LD4P / sinopia_editor

Sinopia Linked Data Editor
https://sinopia.io/
Apache License 2.0
35 stars 10 forks source link

Intelligently auto populate fields using data mining and machine learning for ease of use and to minimize selecting entity terms in drop downs... #2766

Open jimfhahn opened 3 years ago

jimfhahn commented 3 years ago

Describe the feature you'd like

Broadly, I would like to make it possible for the editor to intelligently auto populate fields using data mining and machine learning. A database of association rules I am building from ivy+ POD data could be used to provide within the bf:instance entities Publisher --> Publisher Place auto suggestions, Author/Agent --> Publisher auto suggestion, and possibly for bf:work entities Author/Agent---> Subject auto suggestion.

There is also the possibility to semi-intelligently auto complete or auto populate related works or to suggest possible super works in the bf:work entity description.

Give an example Work Title --> Subject auto suggest... Given a title in a work description, it may be possible to begin to auto populate the subject fields with suggested entities. If a user does not want these, they can simply delete it from the record. I was inspired by finto ai service (https://ai.finto.fi/ ) which could be preconfigured with id.loc.gov subjects in skos and then sent a title term for possible subject suggestions that are auto populated.

Agent/Author --> Subjects and Publishers Using database (perhaps it gets packaged in sql-lite for the editor) of fp-growth association rules, the interface can autosuggest a set of subjects and publishers from a provided entered agent or author.

Describe alternatives you've considered I have tried using the current drop down approach to select entities from QA. While doing one or two is not a problem, there are many drop downs in the Sinopia interface writ large. I think the entity selection is important and valuable for linked data work. I have observed catalogers making use of the QA drop downs extensively and I think it leads to more overhead in time to catalog with entity select than catalogers are accustomed. This is especially true for finding a geographic name and also when any QA list is not what the cataloger expects. If the Sinopia interface was able to semi-intelligently and semi-automated provide filled in terms, I think it would help streamline the cataloging in Sinopia and at the same time help support cataloger acceptance of an interface that is semi-inteligent.

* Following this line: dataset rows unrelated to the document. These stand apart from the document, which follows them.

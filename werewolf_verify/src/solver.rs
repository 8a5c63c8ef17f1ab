//! Z3 solver wrapper: lowers `VerifyExpr` into Z3 ASTs and runs the
//! assert-negation-check-UNSAT idiom to confirm a model is unique.

use std::collections::HashMap;

use z3::ast::{Ast, Bool, Int};
use z3::{Config, Context, SatResult, Solver};

use crate::error::{VerificationError, VerificationResult};
use crate::ir::{CountCmp, VerifyExpr};

/// The Z3-based SMT verifier. A fresh `Context`/`Solver` is built per call
/// to `verify_unique` so concurrent callers never share solver state.
pub struct Verifier {
    cfg: Config,
}

impl Verifier {
    /// A verifier with a 5-second default SMT timeout.
    pub fn new() -> Self {
        Self::with_timeout_ms(5_000)
    }

    pub fn with_timeout_ms(ms: u64) -> Self {
        let mut cfg = Config::new();
        cfg.set_param_value("timeout", &ms.to_string());
        Verifier { cfg }
    }

    /// Assert `assertions`, confirm SAT with a model matching
    /// `(expected_w, expected_shill)`, then add a blocking clause excluding
    /// that model and confirm UNSAT — i.e. no second model exists.
    pub fn verify_unique(
        &self,
        assertions: &[VerifyExpr],
        expected_w: &[bool],
        expected_shill: Option<u32>,
    ) -> VerificationResult<()> {
        let ctx = Context::new(&self.cfg);
        let solver = Solver::new(&ctx);

        let mut bool_vars: HashMap<String, Bool> = HashMap::new();
        for i in 0..expected_w.len() {
            let name = format!("w_{i}");
            bool_vars.insert(name.clone(), Bool::new_const(&ctx, name));
        }
        let int_vars: HashMap<String, Int> = if expected_shill.is_some() {
            let mut m = HashMap::new();
            m.insert("shill".to_string(), Int::new_const(&ctx, "shill"));
            m
        } else {
            HashMap::new()
        };

        for expr in assertions {
            let lowered = lower_bool(&ctx, &bool_vars, &int_vars, expr);
            solver.assert(&lowered);
        }

        match solver.check() {
            SatResult::Unsat => return Err(VerificationError::ExpectedModelUnsat),
            SatResult::Unknown => return Err(VerificationError::SolverUnknown),
            SatResult::Sat => {}
        }

        let model = solver.get_model().ok_or_else(|| VerificationError::SolverError {
            message: "solver reported SAT but returned no model".into(),
        })?;

        for (i, &expected) in expected_w.iter().enumerate() {
            let name = format!("w_{i}");
            let var = &bool_vars[&name];
            let value = model
                .eval(var, true)
                .and_then(|v| v.as_bool())
                .ok_or_else(|| VerificationError::SolverError { message: format!("no model value for {name}") })?;
            if value != expected {
                return Err(VerificationError::ModelMismatch {
                    detail: format!("{name} = {value}, expected {expected}"),
                });
            }
        }

        let mut blocking_literals: Vec<Bool> = expected_w
            .iter()
            .enumerate()
            .map(|(i, &expected)| {
                let var = &bool_vars[&format!("w_{i}")];
                if expected {
                    var.clone()
                } else {
                    var.not()
                }
            })
            .collect();

        if let Some(expected_shill) = expected_shill {
            let shill_var = &int_vars["shill"];
            let value = model
                .eval(shill_var, true)
                .and_then(|v| v.as_i64())
                .ok_or_else(|| VerificationError::SolverError { message: "no model value for shill".into() })?;
            if value != expected_shill as i64 {
                return Err(VerificationError::ModelMismatch {
                    detail: format!("shill = {value}, expected {expected_shill}"),
                });
            }
            blocking_literals.push(shill_var._eq(&Int::from_i64(&ctx, expected_shill as i64)));
        }

        let expected_model_conjunction =
            Bool::and(&ctx, &blocking_literals.iter().collect::<Vec<_>>());
        solver.assert(&expected_model_conjunction.not());

        match solver.check() {
            SatResult::Unsat => Ok(()),
            SatResult::Sat => Err(VerificationError::SecondModelExists),
            SatResult::Unknown => Err(VerificationError::SolverUnknown),
        }
    }
}

impl Default for Verifier {
    fn default() -> Self {
        Self::new()
    }
}

fn lower_bool<'c>(
    ctx: &'c Context,
    bool_vars: &HashMap<String, Bool<'c>>,
    int_vars: &HashMap<String, Int<'c>>,
    expr: &VerifyExpr,
) -> Bool<'c> {
    match expr {
        VerifyExpr::BoolLit(b) => Bool::from_bool(ctx, *b),
        VerifyExpr::BoolVar(name) => {
            bool_vars.get(name).cloned().unwrap_or_else(|| Bool::new_const(ctx, name.as_str()))
        }
        VerifyExpr::Not(inner) => lower_bool(ctx, bool_vars, int_vars, inner).not(),
        VerifyExpr::And(exprs) => {
            let lowered: Vec<Bool> = exprs.iter().map(|e| lower_bool(ctx, bool_vars, int_vars, e)).collect();
            Bool::and(ctx, &lowered.iter().collect::<Vec<_>>())
        }
        VerifyExpr::Or(exprs) => {
            let lowered: Vec<Bool> = exprs.iter().map(|e| lower_bool(ctx, bool_vars, int_vars, e)).collect();
            Bool::or(ctx, &lowered.iter().collect::<Vec<_>>())
        }
        VerifyExpr::Implies(l, r) => {
            let l = lower_bool(ctx, bool_vars, int_vars, l);
            let r = lower_bool(ctx, bool_vars, int_vars, r);
            l.implies(&r)
        }
        VerifyExpr::IntEq(l, r) => {
            let l = lower_int(ctx, int_vars, l);
            let r = lower_int(ctx, int_vars, r);
            l._eq(&r)
        }
        VerifyExpr::IntLe(l, r) => {
            let l = lower_int(ctx, int_vars, l);
            let r = lower_int(ctx, int_vars, r);
            l.le(&r)
        }
        VerifyExpr::IntGe(l, r) => {
            let l = lower_int(ctx, int_vars, l);
            let r = lower_int(ctx, int_vars, r);
            l.ge(&r)
        }
        VerifyExpr::Count { vars, cmp, k } => lower_count(ctx, bool_vars, vars, *cmp, *k),
        VerifyExpr::IntVar(_) | VerifyExpr::IntLit(_) => {
            panic!("IntVar/IntLit used in boolean position; wrap in IntEq")
        }
    }
}

/// `sum(ite(w, 1, 0) for w in vars) <cmp> k`. Parity is encoded with `rem`
/// against the literal `2`, a deterministic function of the `w_i` — not
/// via a fresh existential witness. An existential `q` with `sum = 2*q` (or
/// `2*q + 1`) lets the solver pick `q` to satisfy the equation regardless
/// of whether `sum` is actually even, which silently drops the constraint
/// under negation (exactly the position every speaker's statement is
/// asserted in, via the `bundle_formula <=> ¬liar` biconditional): a lying
/// speaker's "this count is odd" requirement would no longer force `sum` to
/// be odd, since the solver could just pick `q` to make the blocked
/// equation false on its own. `rem` has no such freedom.
fn lower_count<'c>(
    ctx: &'c Context,
    bool_vars: &HashMap<String, Bool<'c>>,
    vars: &[String],
    cmp: CountCmp,
    k: i64,
) -> Bool<'c> {
    let terms: Vec<Int> = vars
        .iter()
        .map(|name| {
            let b = bool_vars.get(name).cloned().unwrap_or_else(|| Bool::new_const(ctx, name.as_str()));
            b.ite(&Int::from_i64(ctx, 1), &Int::from_i64(ctx, 0))
        })
        .collect();
    let sum = Int::add(ctx, &terms.iter().collect::<Vec<_>>());
    let k_int = Int::from_i64(ctx, k);
    match cmp {
        CountCmp::Exact => sum._eq(&k_int),
        CountCmp::AtMost => sum.le(&k_int),
        CountCmp::AtLeast => sum.ge(&k_int),
        CountCmp::Even => sum.rem(&Int::from_i64(ctx, 2))._eq(&Int::from_i64(ctx, 0)),
        CountCmp::Odd => sum.rem(&Int::from_i64(ctx, 2))._eq(&Int::from_i64(ctx, 1)),
    }
}

fn lower_int<'c>(ctx: &'c Context, int_vars: &HashMap<String, Int<'c>>, expr: &VerifyExpr) -> Int<'c> {
    match expr {
        VerifyExpr::IntVar(name) => {
            int_vars.get(name).cloned().unwrap_or_else(|| Int::new_const(ctx, name.as_str()))
        }
        VerifyExpr::IntLit(n) => Int::from_i64(ctx, *n),
        other => panic!("expected an integer expression, found {other:?}"),
    }
}

#[cfg(test)]
mod tests {
    use super::*;

    #[test]
    fn unique_baseline_model_verifies() {
        // Two villagers: w_0 must be false (a truthful human says "not w_0"),
        // w_1 must be true (a lying werewolf's statement "not w_1" is false).
        let verifier = Verifier::new();
        let assertions = vec![
            VerifyExpr::not(VerifyExpr::bool_var("w_0")),
            VerifyExpr::bool_var("w_1"),
        ];
        let result = verifier.verify_unique(&assertions, &[false, true], None);
        assert!(result.is_ok());
    }

    #[test]
    fn mismatched_expected_model_is_rejected() {
        let verifier = Verifier::new();
        let assertions = vec![VerifyExpr::not(VerifyExpr::bool_var("w_0"))];
        let result = verifier.verify_unique(&assertions, &[true], None);
        assert!(result.is_err());
    }

    #[test]
    fn non_unique_model_is_rejected() {
        // No constraints at all: w_0 is free, so two models survive blocking.
        let verifier = Verifier::new();
        let result = verifier.verify_unique(&[], &[false], None);
        assert!(matches!(result, Err(VerificationError::SecondModelExists)));
    }

    #[test]
    fn count_bound_constrains_the_model() {
        // Three villagers, exactly one of {w_0, w_1, w_2} is a werewolf, and
        // we pin it to w_1 via the other two assertions.
        let verifier = Verifier::new();
        let assertions = vec![
            VerifyExpr::count(vec!["w_0".into(), "w_1".into(), "w_2".into()], CountCmp::Exact, 1),
            VerifyExpr::not(VerifyExpr::bool_var("w_0")),
            VerifyExpr::not(VerifyExpr::bool_var("w_2")),
        ];
        let result = verifier.verify_unique(&assertions, &[false, true, false], None);
        assert!(result.is_ok());
    }

    #[test]
    fn negated_parity_forces_the_opposite_parity() {
        // Three villagers, w_1 = w_2 = false, and the NEGATION of "even
        // count over {w_0, w_1, w_2}" — the position a liar's parity
        // statement is asserted in. With w_1/w_2 pinned false, the sum is
        // just w_0; forcing it odd forces w_0 = true. An existential-witness
        // encoding would let the solver dodge this (pick a `q` for which
        // the blocked equation is false regardless of the real parity),
        // making w_0 = false a second model and failing uniqueness.
        let verifier = Verifier::new();
        let assertions = vec![
            VerifyExpr::not(VerifyExpr::bool_var("w_1")),
            VerifyExpr::not(VerifyExpr::bool_var("w_2")),
            VerifyExpr::not(VerifyExpr::count(vec!["w_0".into(), "w_1".into(), "w_2".into()], CountCmp::Even, 0)),
        ];
        let result = verifier.verify_unique(&assertions, &[true, false, false], None);
        assert!(result.is_ok(), "{result:?}");
    }

    #[test]
    fn shill_identity_is_checked() {
        let verifier = Verifier::new();
        let assertions = vec![
            VerifyExpr::not(VerifyExpr::bool_var("w_0")),
            VerifyExpr::bool_var("w_1"),
            VerifyExpr::int_eq(VerifyExpr::int_var("shill"), VerifyExpr::IntLit(0)),
        ];
        let result = verifier.verify_unique(&assertions, &[false, true], Some(0));
        assert!(result.is_ok());
    }
}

michelleif commented 3 years ago

This sounds promising, and I think something @jermnelson may be interested in. There are some additional ideas for intelligent auto-population in a very old ticket from when we evaluated other systems, so I'm linked to that here for reference: https://github.com/LD4P/requirements/issues/10

jimfhahn commented 3 years ago

I had some time to explore the Annif software library for the title-->subject auto-population feature...

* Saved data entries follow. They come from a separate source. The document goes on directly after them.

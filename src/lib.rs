//! A synthesis engine for werewolf-style logic puzzles: given a villager
//! count `N`, enumerates a candidate statement library, precomputes which
//! assignments of roles each statement is true under, and greedily composes
//! a puzzle — one statement (or small bundle of statements) per villager —
//! guaranteed to pin down exactly one role assignment.
//!
//! The five layers live in their own modules and are meant to be used
//! through the functions re-exported here: [`build_library`], [`build_cache`],
//! [`generate`], [`verify`], [`encode_puzzle`], and [`decode_puzzle`].

pub mod bitset;
pub mod cache;
pub mod error;
pub mod generator;
pub mod library;
pub mod puzzle;
pub mod roles;
pub mod statement;
pub mod verify;

#[cfg(feature = "cli")]
pub mod cli;

pub use bitset::BitSet;
pub use cache::TruthCache;
pub use error::{PuzzleError, Result};
pub use generator::GeneratorConfig;
pub use library::{LibraryConfig, VariantKind};
pub use puzzle::Puzzle;
pub use statement::Statement;
pub use verify::Solution;

/// Enumerate the finite candidate statement library for `N` villagers under
/// `config`. Deterministic: a pure function of `(n, config)`.
pub fn build_library(n: u32, config: &LibraryConfig) -> Result<Vec<Statement>> {
    library::build_library(n, config)
}

/// Precompute the truth mask of every statement in `library` over the
/// `2^n` assignment space.
pub fn build_cache(library: &[Statement], n: u32) -> TruthCache {
    TruthCache::build(library, n)
}

/// Generate a puzzle deterministically from `(config, cache, seed)`.
pub fn generate(config: &GeneratorConfig, cache: &TruthCache, seed: u64) -> Result<Puzzle> {
    generator::generate(config, cache, seed)
}

/// Verify that `puzzle` admits exactly one solution under `cache`, and that
/// it matches the puzzle's stored solution metadata.
pub fn verify(puzzle: &Puzzle, cache: &TruthCache) -> Result<Solution> {
    verify::verify(puzzle, cache)
}

/// Render a puzzle's compact wire code.
pub fn encode_puzzle(puzzle: &Puzzle) -> String {
    puzzle::encode_puzzle(puzzle)
}

/// Parse a compact wire code into a puzzle shell (no solution metadata).
pub fn decode_puzzle(code: &str, n: u32) -> Result<Puzzle> {
    puzzle::decode_puzzle(code, n)
}

/// Evaluate a single statement against the role vector implied by
/// assignment index `j`.
pub fn evaluate_statement(statement: &Statement, j: u32) -> bool {
    statement.evaluate(j)
}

After loading LCSH vocabulary and training, the feature seems promising/feasible from a small test set of 2 million title-subject pairs from Penn. The data-sets are available here: https://github.com/jimfhahn/Annif-tutorial/tree/master/data-sets

...and commands to run the service: https://github.com/jimfhahn/Annif-tutorial/tree/master/exercises

jimfhahn commented 3 years ago

@jermnelson I started to work through an example fixture of annif subject lookups using discogs as an exemplar...

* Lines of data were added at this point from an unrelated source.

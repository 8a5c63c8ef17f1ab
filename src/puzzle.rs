//! The `Puzzle` data type and its compact wire codec.
//!
//! One statement (or, in multi-statement mode, one bundle of statements)
//! per speaker, plus optional solution metadata. Immutable after
//! generation.

use serde::{Deserialize, Serialize};

use crate::error::{PuzzleError, Result};
use crate::statement::Statement;

/// A generated puzzle: one statement bundle per speaker, in speaker order.
#[derive(Debug, Clone, Serialize, Deserialize)]
pub struct Puzzle {
    pub n: u32,
    /// `bundles[i]` is the ordered list of statements villager `i` utters.
    /// Single-statement mode is the bundle-size-1 case.
    pub bundles: Vec<Vec<Statement>>,
    /// The solution this puzzle was generated to have.
    pub solution: u32,
    /// The shill's index, if shill mode was enabled.
    pub shill: Option<u32>,
}

impl Puzzle {
    pub fn speaker_count(&self) -> usize {
        self.bundles.len()
    }
}

/// `CODE_CODE_..._CODE`: one segment per speaker, statements within a
/// bundle joined by `+` (baseline single-statement puzzles never emit a
/// `+`), fields within a statement joined by `-`, scopes joined by `.`.
pub fn encode_puzzle(puzzle: &Puzzle) -> String {
    puzzle
        .bundles
        .iter()
        .map(|bundle| bundle.iter().map(|s| s.encode()).collect::<Vec<_>>().join("+"))
        .collect::<Vec<_>>()
        .join("_")
}

/// Parse a compact puzzle code into a `Puzzle` shell (no solution/shill
/// metadata — those are recovered by `verify`, not carried in the wire
/// form). Fails with `MalformedPuzzle` if the segment count doesn't match
/// `n`, or any segment fails to parse as a statement bundle.
pub fn decode_puzzle(code: &str, n: u32) -> Result<Puzzle> {
    crate::library::validate_n(n)?;
    if code.is_empty() {
        return Err(PuzzleError::MalformedPuzzle { reason: "empty puzzle code".into() });
    }
    let segments: Vec<&str> = code.split('_').collect();
    if segments.len() != n as usize {
        return Err(PuzzleError::MalformedPuzzle {
            reason: format!("expected {n} speaker segments, found {}", segments.len()),
        });
    }
    let mut bundles = Vec::with_capacity(segments.len());
    for seg in segments {
        if seg.is_empty() {
            return Err(PuzzleError::MalformedPuzzle { reason: "empty speaker segment".into() });
        }
        let mut bundle = Vec::new();
        for stmt_code in seg.split('+') {
            let stmt = Statement::decode(stmt_code, n).map_err(|e| PuzzleError::MalformedPuzzle {
                reason: format!("speaker segment '{seg}': {e}"),
            })?;
            bundle.push(stmt);
        }
        bundles.push(bundle);
    }
    Ok(Puzzle { n, bundles, solution: 0, shill: None })
}

#[cfg(test)]
mod tests {
    use super::*;
    use crate::statement::Statement::*;

    fn sample_puzzle() -> Puzzle {
        Puzzle {
            n: 6,
            bundles: vec![
                vec![Implication { a: 3, b: 1 }],
                vec![Neither { a: 0, b: 2 }],
                vec![ExclusiveOne { a: 1, b: 3 }],
                vec![ConverseImplication { a: 5, b: 0 }],
                vec![ExactCount { scope: vec![0, 1, 2, 3, 5], k: 4 }],
                vec![Equivalence { a: 0, b: 3 }],
            ],
            solution: 0b010010,
            shill: None,
        }
    }

    #[test]
    fn roundtrip_matches_spec_example() {
        let puzzle = sample_puzzle();
        let code = encode_puzzle(&puzzle);
        assert_eq!(code, "I-3-1_N-0-2_X-1-3_F-5-0_E-0.1.2.3.5-4_B-0-3");
        let decoded = decode_puzzle(&code, 6).unwrap();
        assert_eq!(decoded.bundles, puzzle.bundles);
    }

    #[test]
    fn fewer_segments_than_n_is_malformed() {
        let err = decode_puzzle("I-3-1_N-0-2", 6).unwrap_err();
        assert!(matches!(err, PuzzleError::MalformedPuzzle { .. }));
    }

    #[test]
    fn multi_statement_bundle_roundtrip() {
        let puzzle = Puzzle {
            n: 4,
            bundles: vec![
                vec![Implication { a: 1, b: 2 }, Neither { a: 0, b: 3 }],
                vec![Equivalence { a: 0, b: 1 }],
                vec![Disjunction { a: 2, b: 3 }],
                vec![AtMostOne { a: 0, b: 2 }],
            ],
            solution: 0,
            shill: None,
        };
        let code = encode_puzzle(&puzzle);
        let decoded = decode_puzzle(&code, 4).unwrap();
        assert_eq!(decoded.bundles, puzzle.bundles);
    }
}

Wondering what you might suggest for where to place annif API? From what I can tell the annif api does not seem to be a good fit into apidoc.json due to the expectation of lookup.ld4l.org/ path, I did not find an api path there for annif, could I supply a link to the trained annif dockerfile on docker hub for a pilot test or maybe some other local setup you suggest .... ?

justinlittman commented 3 years ago

@jimfhahn -- Jeremy is on vacation, so his response may be delayed.

jermnelson commented 3 years ago

Hi @jimfhahn, catching up now. I think we'll want to create a separate configuration for the Annif API from the QA apidoc.json within the Sinopia Editor. I would be interested in seeing the Dockerfile you mentioned and I'll start investigating possible deployment to Sinopia's AWS cluster. Thanks!

jimfhahn commented 3 years ago

Hi @jermnelson, here is a rough development only docker image : https://hub.docker.com/repository/docker/jimfhahn/ivyplus-annif-api

It is based on the Annif Github tutorial, but when prepping to get the data into docker hub, I saw that there is an extensive production API compose file that can be configured for your production environment. I think it likely needs to be scoped/modified by DevOps professionals who have experience with production containers. I don't have the experience to know what might be needed for building the production API. Though a cursory read of the compose makes me believe it may be possible to sync the data from the image linked above.

Further into the production weeds: a ML system in production is something that will likely need sustained data monitoring however implemented. I am working on a coursera specialization now on MLOps -- Machine Learning Engineering for Production. Here is one telling image on the iterative nature of this work:

Screen Shot 2021-05-31 at 8 33 25 AM Screen Shot 2021-05-22 at 5 10 59 PM

Basically even once you have something as production, there is an iterative process of checking for data drift, vocabulary drift, and model retraining, among others. The more traditional production stuff applies, too. :)

Screen Shot 2021-05-31 at 8 48 18 AM
jimfhahn commented 3 years ago

Hi @jimfhahn, catching up now. I think we'll want to create a separate configuration for the Annif API from the QA apidoc.json within the Sinopia Editor. I would be interested in seeing the Dockerfile you mentioned and I'll start investigating possible deployment to Sinopia's AWS cluster. Thanks!

@jermnelson just to clarify if I am adding an API source like Annif API are you saying it should be a new file 'newapi.json' or add it to 'apidoc.json' ?

Also wondering if I should pursue Annif hosting from Penn IT or if it Annif is required to be hosted within a specific infrastructure(s) ...?

jimfhahn commented 2 years ago

Have been looking into various services that exist from LC -- the suggest2 service from Library of Congress can be configured for works/hubs searching, may be of use for parts of the Sinopia editor when adding related works in the Work Description:

https://id.loc.gov/resources/works/suggest2?=history

https://id.loc.gov/resources/hubs/suggest2?=history